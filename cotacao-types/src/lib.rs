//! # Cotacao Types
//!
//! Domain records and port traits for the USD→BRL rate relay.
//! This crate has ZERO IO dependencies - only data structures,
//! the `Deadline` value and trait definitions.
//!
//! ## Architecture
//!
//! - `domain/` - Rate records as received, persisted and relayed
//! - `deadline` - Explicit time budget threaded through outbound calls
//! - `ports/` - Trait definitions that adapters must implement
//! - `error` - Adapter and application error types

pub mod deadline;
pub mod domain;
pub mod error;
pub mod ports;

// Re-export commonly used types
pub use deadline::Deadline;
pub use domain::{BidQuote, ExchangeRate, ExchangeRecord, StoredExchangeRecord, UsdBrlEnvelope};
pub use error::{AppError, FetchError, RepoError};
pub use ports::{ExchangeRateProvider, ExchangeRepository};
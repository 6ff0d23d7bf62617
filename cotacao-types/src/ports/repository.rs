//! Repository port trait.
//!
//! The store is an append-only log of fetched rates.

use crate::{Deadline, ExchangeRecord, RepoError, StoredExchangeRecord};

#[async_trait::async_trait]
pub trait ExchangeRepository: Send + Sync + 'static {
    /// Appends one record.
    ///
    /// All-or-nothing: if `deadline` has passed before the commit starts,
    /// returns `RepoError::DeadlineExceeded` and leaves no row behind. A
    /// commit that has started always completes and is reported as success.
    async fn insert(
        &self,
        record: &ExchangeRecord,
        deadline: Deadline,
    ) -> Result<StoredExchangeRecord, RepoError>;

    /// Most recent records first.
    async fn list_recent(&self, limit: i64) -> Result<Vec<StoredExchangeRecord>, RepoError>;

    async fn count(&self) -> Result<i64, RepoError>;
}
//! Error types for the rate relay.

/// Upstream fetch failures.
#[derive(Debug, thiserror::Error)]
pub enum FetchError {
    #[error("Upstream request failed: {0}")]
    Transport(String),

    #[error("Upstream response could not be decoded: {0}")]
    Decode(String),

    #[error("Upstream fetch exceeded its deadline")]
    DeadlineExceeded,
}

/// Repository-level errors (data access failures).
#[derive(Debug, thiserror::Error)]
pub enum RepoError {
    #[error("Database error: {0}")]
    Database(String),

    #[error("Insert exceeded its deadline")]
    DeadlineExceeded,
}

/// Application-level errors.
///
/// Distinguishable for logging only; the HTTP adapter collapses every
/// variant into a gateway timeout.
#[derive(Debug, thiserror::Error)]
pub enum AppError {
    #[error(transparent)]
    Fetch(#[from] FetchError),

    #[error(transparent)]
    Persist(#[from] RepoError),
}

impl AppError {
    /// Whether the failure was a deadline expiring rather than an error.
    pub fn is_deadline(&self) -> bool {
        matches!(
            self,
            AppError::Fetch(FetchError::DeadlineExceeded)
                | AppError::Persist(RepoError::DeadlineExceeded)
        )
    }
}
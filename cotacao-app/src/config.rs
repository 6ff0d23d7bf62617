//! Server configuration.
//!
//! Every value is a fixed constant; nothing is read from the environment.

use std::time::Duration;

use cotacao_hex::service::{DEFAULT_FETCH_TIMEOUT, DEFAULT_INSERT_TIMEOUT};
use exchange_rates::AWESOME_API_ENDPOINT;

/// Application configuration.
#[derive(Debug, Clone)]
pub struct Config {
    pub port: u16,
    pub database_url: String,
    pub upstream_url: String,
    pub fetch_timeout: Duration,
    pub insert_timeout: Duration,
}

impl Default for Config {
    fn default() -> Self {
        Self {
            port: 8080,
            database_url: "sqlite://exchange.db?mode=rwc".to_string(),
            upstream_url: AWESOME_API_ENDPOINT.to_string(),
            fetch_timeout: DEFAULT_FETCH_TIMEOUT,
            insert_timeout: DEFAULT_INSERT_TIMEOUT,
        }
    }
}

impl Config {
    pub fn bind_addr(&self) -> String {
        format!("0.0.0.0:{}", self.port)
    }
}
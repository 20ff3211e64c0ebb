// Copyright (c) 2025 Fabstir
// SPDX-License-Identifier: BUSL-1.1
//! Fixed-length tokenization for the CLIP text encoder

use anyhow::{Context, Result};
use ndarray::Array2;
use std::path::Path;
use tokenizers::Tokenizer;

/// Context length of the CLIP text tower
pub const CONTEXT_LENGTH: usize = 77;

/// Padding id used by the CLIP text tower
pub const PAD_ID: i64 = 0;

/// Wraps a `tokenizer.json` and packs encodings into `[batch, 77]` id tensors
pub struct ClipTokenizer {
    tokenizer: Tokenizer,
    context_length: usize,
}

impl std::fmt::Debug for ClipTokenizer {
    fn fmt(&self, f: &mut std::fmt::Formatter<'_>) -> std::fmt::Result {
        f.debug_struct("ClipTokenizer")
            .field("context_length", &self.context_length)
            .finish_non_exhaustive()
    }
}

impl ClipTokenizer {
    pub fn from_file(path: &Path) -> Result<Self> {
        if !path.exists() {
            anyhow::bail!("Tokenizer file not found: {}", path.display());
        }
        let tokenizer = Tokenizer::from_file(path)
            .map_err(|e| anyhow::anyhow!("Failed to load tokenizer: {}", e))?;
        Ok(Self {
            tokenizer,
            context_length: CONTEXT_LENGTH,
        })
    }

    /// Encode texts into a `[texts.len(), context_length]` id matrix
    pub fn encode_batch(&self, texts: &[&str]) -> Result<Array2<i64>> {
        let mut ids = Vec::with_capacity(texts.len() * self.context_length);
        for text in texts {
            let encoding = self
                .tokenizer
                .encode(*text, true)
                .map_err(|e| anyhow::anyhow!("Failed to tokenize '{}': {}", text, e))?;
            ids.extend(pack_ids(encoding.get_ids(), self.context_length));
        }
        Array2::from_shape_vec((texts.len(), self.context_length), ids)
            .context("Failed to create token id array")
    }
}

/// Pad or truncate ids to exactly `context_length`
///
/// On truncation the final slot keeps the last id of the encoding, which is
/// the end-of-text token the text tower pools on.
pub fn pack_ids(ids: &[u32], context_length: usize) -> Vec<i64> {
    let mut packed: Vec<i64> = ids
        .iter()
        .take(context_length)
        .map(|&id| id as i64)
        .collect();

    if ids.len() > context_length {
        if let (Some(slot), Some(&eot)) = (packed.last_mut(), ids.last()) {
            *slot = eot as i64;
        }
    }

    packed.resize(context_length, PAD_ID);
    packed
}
·····
:: Problem description ::
Within the material above, how many lines include the string "commit"? Give only the number.

:: Answer area ::
2